Activity:
Reproduce exactly the line with "involved flight paths" and all the lines beneath it, stopping only at the end of the material.

Listed records:
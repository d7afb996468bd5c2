/*
 * Copyright © 2025, United States Government, as represented by the Administrator of
 * the National Aeronautics and Space Administration. All rights reserved.
 *
 * The “ODIN” software is licensed under the Apache License, Version 2.0 (the "License");
 * you may not use this file except in compliance with the License. You may obtain a copy
 * of the License at http://www.apache.org/licenses/LICENSE-2.0.
 *
 * Unless required by applicable law or agreed to in writing, software distributed under
 * the License is distributed on an "AS IS" BASIS, WITHOUT WARRANTIES OR CONDITIONS OF ANY KIND,
 * either express or implied. See the License for the specific language governing permissions
 * and limitations under the License.
 */
#![allow(unused)]

use std::{collections::BTreeMap, f64::consts::PI, sync::{Arc, atomic::{AtomicUsize,Ordering}}};
use tokio_util::sync::CancellationToken;
use ovm_common::{datetime::TimeKey, geo::{GeoBoundingBox,GeoPoint,bbox_from_radius,to_web_mercator}};
use ovm_telemetry::{AircraftState, MemoryStore, TelemetrySnapshot, TelemetryStore};
use ovm_disturbance::{
    DetectionQuery, DisturbanceConfig, DisturbancePeriod, DisturbanceReporter, DisturbanceScanner, GeoJsonRenderer,
    Trajectory, TrajectoryRenderer, errors::{OvmDisturbanceError, Result}
};

// run with "cargo test --test test_report -- --nocapture"

const ORIGIN_LAT: f64 = 52.0;
const ORIGIN_LON: f64 = 4.7;
const METERS_PER_DEG_LAT: f64 = 6371008.8 * PI / 180.0;

fn origin ()->GeoPoint { GeoPoint::from_lat_lon_degrees( ORIGIN_LAT, ORIGIN_LON) }

fn tk (m: u32)->TimeKey { TimeKey::from_ymd_hms( 2024, 1, 1, 12, m, 0).unwrap() }

fn ac (callsign: &str, meters: f64, altitude: Option<f64>)->AircraftState {
    AircraftState::new( callsign, ORIGIN_LAT + meters / METERS_PER_DEG_LAT, ORIGIN_LON, altitude)
}

/// A passes at 12:02, B at 12:04..12:05, C is too high, LIFELN1 is ignored
fn store ()->Arc<dyn TelemetryStore> {
    let store = MemoryStore::new();
    let snapshots = vec![
        TelemetrySnapshot::new( tk(0), vec![ ac("A", 3000.0, Some(600.0)), ac("LIFELN1", 100.0, Some(200.0)) ]),
        TelemetrySnapshot::new( tk(1), vec![ ac("A", 1500.0, Some(600.0)), ac("C", 100.0, Some(3000.0)) ]),
        TelemetrySnapshot::new( tk(2), vec![ ac("A", 500.0, Some(600.0)).with_icao24("484abc") ]),
        TelemetrySnapshot::new( tk(3), vec![ ac("A", -1500.0, Some(600.0)), ac("B", 2500.0, Some(700.0)) ]),
        TelemetrySnapshot::new( tk(4), vec![ ac("A", -3000.0, Some(600.0)), ac("B", 900.0, Some(700.0)) ]),
        TelemetrySnapshot::new( tk(5), vec![ ac("B", 200.0, Some(700.0)) ]),
        TelemetrySnapshot::new( tk(6), vec![ ac("B", -2500.0, Some(700.0)) ]),
    ];
    for s in snapshots { store.upsert( s).unwrap() }
    Arc::new( store)
}

fn config ()->Arc<DisturbanceConfig> { Arc::new( DisturbanceConfig::default()) }

fn query ()->DetectionQuery { DetectionQuery::new( "home", origin(), 1000, 1000, 2, 10) }

#[test]
fn test_find_flights() {
    let scanner = DisturbanceScanner::new( store(), config());
    let flights = scanner.find_flights( &origin(), tk(0), tk(6), 1000, 1000, false, &CancellationToken::new()).unwrap();
    println!("{flights:#?}");

    assert_eq!( flights.len(), 2);
    assert_eq!( flights[0].callsign, "A");
    assert_eq!( flights[0].first_seen, tk(2));
    assert_eq!( flights[0].icao24.as_deref(), Some("484abc"));
    assert_eq!( flights[1].callsign, "B");
    assert_eq!( flights[1].first_seen, tk(4));
    assert!( flights.iter().all( |f| f.trajectory.is_none()));
}

#[test]
fn test_find_flights_with_trajectories() {
    let scanner = DisturbanceScanner::new( store(), config());
    let flights = scanner.find_flights( &origin(), tk(0), tk(6), 1000, 1000, true, &CancellationToken::new()).unwrap();

    let a = flights[0].trajectory.as_ref().unwrap();
    assert_eq!( a.len(), 5); // 12:00 (3000m) ... 12:04 (3000m)
    let b = flights[1].trajectory.as_ref().unwrap();
    assert_eq!( b.len(), 4); // 12:03 ... 12:06
}

#[test]
fn test_find_flights_invalid() {
    let scanner = DisturbanceScanner::new( store(), config());
    let res = scanner.find_flights( &origin(), tk(0), tk(6), 0, 1000, false, &CancellationToken::new());
    assert!( matches!( res, Err(OvmDisturbanceError::InvalidArgument(_))));

    let res = scanner.find_flights( &GeoPoint::from_lat_lon_degrees( 100.0, 4.7), tk(0), tk(6), 1000, 1000, false, &CancellationToken::new());
    assert!( matches!( res, Err(OvmDisturbanceError::InvalidArgument(_))));
}

fn detect_period ()->DisturbancePeriod {
    let scanner = DisturbanceScanner::new( store(), config());
    let mut periods = scanner.detect( &[query()], tk(0), tk(6)).unwrap();
    assert_eq!( periods.len(), 1);
    periods.remove(0)
}

#[test]
fn test_detected_period() {
    let p = detect_period();
    println!("{p}");
    assert_eq!( p.begin, tk(2));
    assert_eq!( p.end, tk(5));
    assert_eq!( p.hit_count, 2);
    assert_eq!( p.flights[0].icao24.as_deref(), Some("484abc"));
    assert!( (p.average_altitude - (600.0 + 700.0 + 700.0) / 3.0).abs() < 1e-9);
}

struct CountingRenderer { calls: AtomicUsize }

impl TrajectoryRenderer for CountingRenderer {
    fn render (&self, period: &DisturbancePeriod, trajectories: &BTreeMap<String,Trajectory>, bbox: &GeoBoundingBox)->Result<Vec<u8>> {
        self.calls.fetch_add( 1, Ordering::Relaxed);
        Ok( format!("{}:{}", period.query.id, trajectories.len()).into_bytes())
    }
}

struct FailingRenderer;

impl TrajectoryRenderer for FailingRenderer {
    fn render (&self, _: &DisturbancePeriod, _: &BTreeMap<String,Trajectory>, _: &GeoBoundingBox)->Result<Vec<u8>> {
        Err( OvmDisturbanceError::RenderError("no tiles".into()))
    }
}

#[test]
fn test_build_report() {
    let period = detect_period();
    let reporter = DisturbanceReporter::new( store(), config());

    let report = reporter.build_report( &period, None).unwrap();
    assert!( report.image.is_none());
    assert_eq!( report.trajectories.len(), 2);
    assert_eq!( report.trajectories["A"].len(), 5);
    assert_eq!( report.bbox, bbox_from_radius( &origin(), 2000.0));
    assert!( report.bbox.strictly_contains( &origin()));

    let renderer = CountingRenderer { calls: AtomicUsize::new(0) };
    let reports = reporter.build_reports( &[period.clone(), period.clone()], Some(&renderer)).unwrap();
    assert_eq!( renderer.calls.load( Ordering::Relaxed), 2);
    assert_eq!( reports[0].image.as_deref(), Some("home:2".as_bytes()));

    let res = reporter.build_report( &period, Some(&FailingRenderer));
    assert!( matches!( res, Err(OvmDisturbanceError::RenderError(_))));
}

#[test]
fn test_geojson_renderer() {
    let period = detect_period();
    let reporter = DisturbanceReporter::new( store(), config());
    let report = reporter.build_report( &period, Some(&GeoJsonRenderer)).unwrap();

    let doc: serde_json::Value = serde_json::from_slice( report.image.as_ref().unwrap()).unwrap();
    println!("{doc}");
    assert_eq!( doc["type"], "FeatureCollection");
    assert_eq!( doc["features"].as_array().unwrap().len(), 3);
    assert_eq!( doc["features"][1]["properties"]["callsign"], "A");
    assert_eq!( doc["features"][1]["geometry"]["coordinates"].as_array().unwrap().len(), 5);

    let (x_min, y_min) = to_web_mercator( report.bbox.lon_min, report.bbox.lat_min);
    let (x_max, y_max) = to_web_mercator( report.bbox.lon_max, report.bbox.lat_max);
    assert!( (doc["mercatorBbox"][0].as_f64().unwrap() - x_min).abs() < 1e-6);
    assert!( (doc["mercatorBbox"][1].as_f64().unwrap() - y_min).abs() < 1e-6);
    assert!( (doc["mercatorBbox"][2].as_f64().unwrap() - x_max).abs() < 1e-6);
    assert!( (doc["mercatorBbox"][3].as_f64().unwrap() - y_max).abs() < 1e-6);
    assert!( x_min < x_max && y_min < y_max);
}

#[test]
fn test_serialization() {
    let period = detect_period();
    let reporter = DisturbanceReporter::new( store(), config());
    let report = reporter.build_report( &period, Some(&GeoJsonRenderer)).unwrap();

    let json = serde_json::to_value( &report).unwrap();
    println!("{}", serde_json::to_string_pretty( &json).unwrap());

    assert!( json.get("image").is_none());
    let p = &json["period"];
    assert_eq!( p["begin"], 20240101120200_i64);
    assert_eq!( p["hitCount"], 2);
    assert_eq!( p["callsigns"]["B"], 20240101120400_i64);
    assert_eq!( p["query"]["radiusMeters"], 1000);
    assert_eq!( p["query"]["origin"]["lat"], 52.0);
    assert_eq!( p["flights"][0]["firstSeen"], 20240101120200_i64);

    let back: DisturbancePeriod = serde_json::from_value( p.clone()).unwrap();
    assert_eq!( back, period);
}

#[test]
fn test_query_from_ron() {
    let queries: Vec<DetectionQuery> = ovm_common::config::parse_ron( r#"[
        ( id: "home", origin: ( lat: 52.0, lon: 4.7 ), radiusMeters: 1000, altitudeThresholdMeters: 1000,
          occurrenceThreshold: 2, timeframeMinutes: 10 )
    ]"#).unwrap();
    assert_eq!( queries[0], query());
}
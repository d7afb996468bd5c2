/*
 * Copyright © 2025, United States Government, as represented by the Administrator of
 * the National Aeronautics and Space Administration. All rights reserved.
 *
 * The “ODIN” software is licensed under the Apache License, Version 2.0 (the "License");
 * you may not use this file except in compliance with the License. You may obtain a copy
 * of the License at http://www.apache.org/licenses/LICENSE-2.0.
 *
 * Unless required by applicable law or agreed to in writing, software distributed under
 * the License is distributed on an "AS IS" BASIS, WITHOUT WARRANTIES OR CONDITIONS OF ANY KIND,
 * either express or implied. See the License for the specific language governing permissions
 * and limitations under the License.
 */
#![allow(unused)]

//! detection of low altitude aircraft disturbances around given locations, and reconstruction
//! of the involved flight paths

pub mod errors;
pub mod config;
pub use config::{DisturbanceConfig,EndOfScanPolicy,QueryLimits};

pub mod query;
pub use query::DetectionQuery;

pub mod period;
pub use period::{CallsignInfo,DisturbancePeriod};

pub mod filter;
pub use filter::IgnoreList;

pub mod window;
pub use window::{DisturbanceWindow,WindowSlot};

pub mod scanner;
pub use scanner::DisturbanceScanner;

pub mod trajectory;
pub use trajectory::{Trajectory,TrajectoryReconstructor};

pub mod flights;
pub use flights::FlightSighting;

pub mod report;
pub use report::{DisturbanceReport,DisturbanceReporter,GeoJsonRenderer,TrajectoryRenderer};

Written answer:
//! of the involved flight paths

pub mod errors;
pub mod config;
pub use config::{DisturbanceConfig,EndOfScanPolicy,QueryLimits};

pub mod query;
pub use query::DetectionQuery;

pub mod period;
pub use period::{CallsignInfo,DisturbancePeriod};

pub mod filter;
pub use filter::IgnoreList;

pub mod window;
pub use window::{DisturbanceWindow,WindowSlot};

pub mod scanner;
pub use scanner::DisturbanceScanner;

pub mod trajectory;
pub use trajectory::{Trajectory,TrajectoryReconstructor};

pub mod flights;
pub use flights::FlightSighting;

pub mod report;
pub use report::{DisturbanceReport,DisturbanceReporter,GeoJsonRenderer,TrajectoryRenderer};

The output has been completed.